10 February 2012 2:39 PM

Is Spelman one of the NHS three?

A fantastic game of Cluedo is going on after three Cabinet ministers rang the "alarm bell" over the Andrew Lansley's NHS reforms.

Various names and denials are flying around Westminster, and among them an interesting line has emerged from Caroline Spelman.

Asked whether the Environment Secretary was one of the three, her spokeswoman replied: "Caroline supports the policy."

I've asked repeatedly for a categorical denial that Mrs Spelman - who was forced into a u-turn over her own controversial forest sell-off proposal - was one of the three, but have been met with radio silence.

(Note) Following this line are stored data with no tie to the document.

//! Region counts to bytes.
//!
//! Unified G1 logs print per-generation usage as region counts. The
//! region byte size is either declared in the log or inferred from
//! collections whose heap total was printed in bytes.

use crate::model::{GcEvent, Generation, MemoryItem};

const REGION_GENERATIONS: &[Generation] = &[
    Generation::Eden,
    Generation::Survivor,
    Generation::Old,
    Generation::Humongous,
    Generation::Archive,
];

fn has_regions(event: &GcEvent) -> bool {
    event.raw_memory.iter().any(|m| m.in_regions)
}

fn region_sum(event: &GcEvent, side: fn(&MemoryItem) -> Option<i64>) -> Option<i64> {
    let mut sum = 0;
    let mut seen = false;
    for item in event
        .raw_memory
        .iter()
        .filter(|m| m.in_regions && REGION_GENERATIONS.contains(&m.generation))
    {
        sum += side(item)?;
        seen = true;
    }
    seen.then_some(sum)
}

/// Infer the region size from the largest bytes-per-region ratio seen.
///
/// Used bytes never exceed the regions they occupy, so the ratio is at
/// most the true size and rounding up to a power of two recovers it.
pub(super) fn infer_region_size(events: &[GcEvent]) -> Option<i64> {
    let mut ratio: Option<f64> = None;
    for event in events.iter().filter(|e| has_regions(e)) {
        let Some(total) = event.raw(Generation::Total) else {
            continue;
        };
        let sides: [(Option<i64>, fn(&MemoryItem) -> Option<i64>); 2] = [
            (total.pre_used, |m| m.pre_used),
            (total.post_used, |m| m.post_used),
        ];
        for (bytes, side) in sides {
            let (Some(bytes), Some(regions)) = (bytes, region_sum(event, side)) else {
                continue;
            };
            if regions > 0 && bytes > 0 {
                let candidate = bytes as f64 / regions as f64;
                ratio = Some(ratio.map_or(candidate, |r| r.max(candidate)));
            }
        }
    }
    let ratio = ratio?;
    let size = (ratio.ceil() as u64).next_power_of_two();
    i64::try_from(size).ok()
}

/// Rewrite region-count items of `event` and its phases as bytes.
/// A byte item already printed for the same generation keeps its values.
pub(super) fn convert(event: &mut GcEvent, region_size: i64) {
    for phase in &mut event.phases {
        convert_items(phase, region_size);
    }
    convert_items(event, region_size);
}

fn convert_items(event: &mut GcEvent, region_size: i64) {
    if !has_regions(event) {
        return;
    }
    let regions: Vec<MemoryItem> = event
        .raw_memory
        .iter()
        .filter(|m| m.in_regions)
        .copied()
        .collect();
    event.raw_memory.retain(|m| !m.in_regions);
    for item in regions {
        let bytes = item.scaled(region_size);
        match event.raw_mut(item.generation) {
            Some(existing) => existing.fill_unknown(&bytes),
            None => event.raw_memory.push(bytes),
        }
    }
}

/// Whether any event still carries region counts.
pub(super) fn any_regions(events: &[GcEvent]) -> bool {
    events
        .iter()
        .any(|e| has_regions(e) || e.phases.iter().any(has_regions))
}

Note the language in the short line I was given: Caroline supports the policy. Not Caroline supports the Bill. A lot of Conservatives support the policy, of giving GPs more control over the NHS, while being dismayed about the reforms in the Health and Social Care Bill itself. In fact, Labour is also broadly supportive of GP-led commissioning though the party is less keen on increased private sector involvement.

You could certainly understand if Spelman felt bruised at being hung out to dry over forests, while Lansley has so far been allowed to get on with his NHS shake-up. She may also feel that she has little to lose in terms of job prospects.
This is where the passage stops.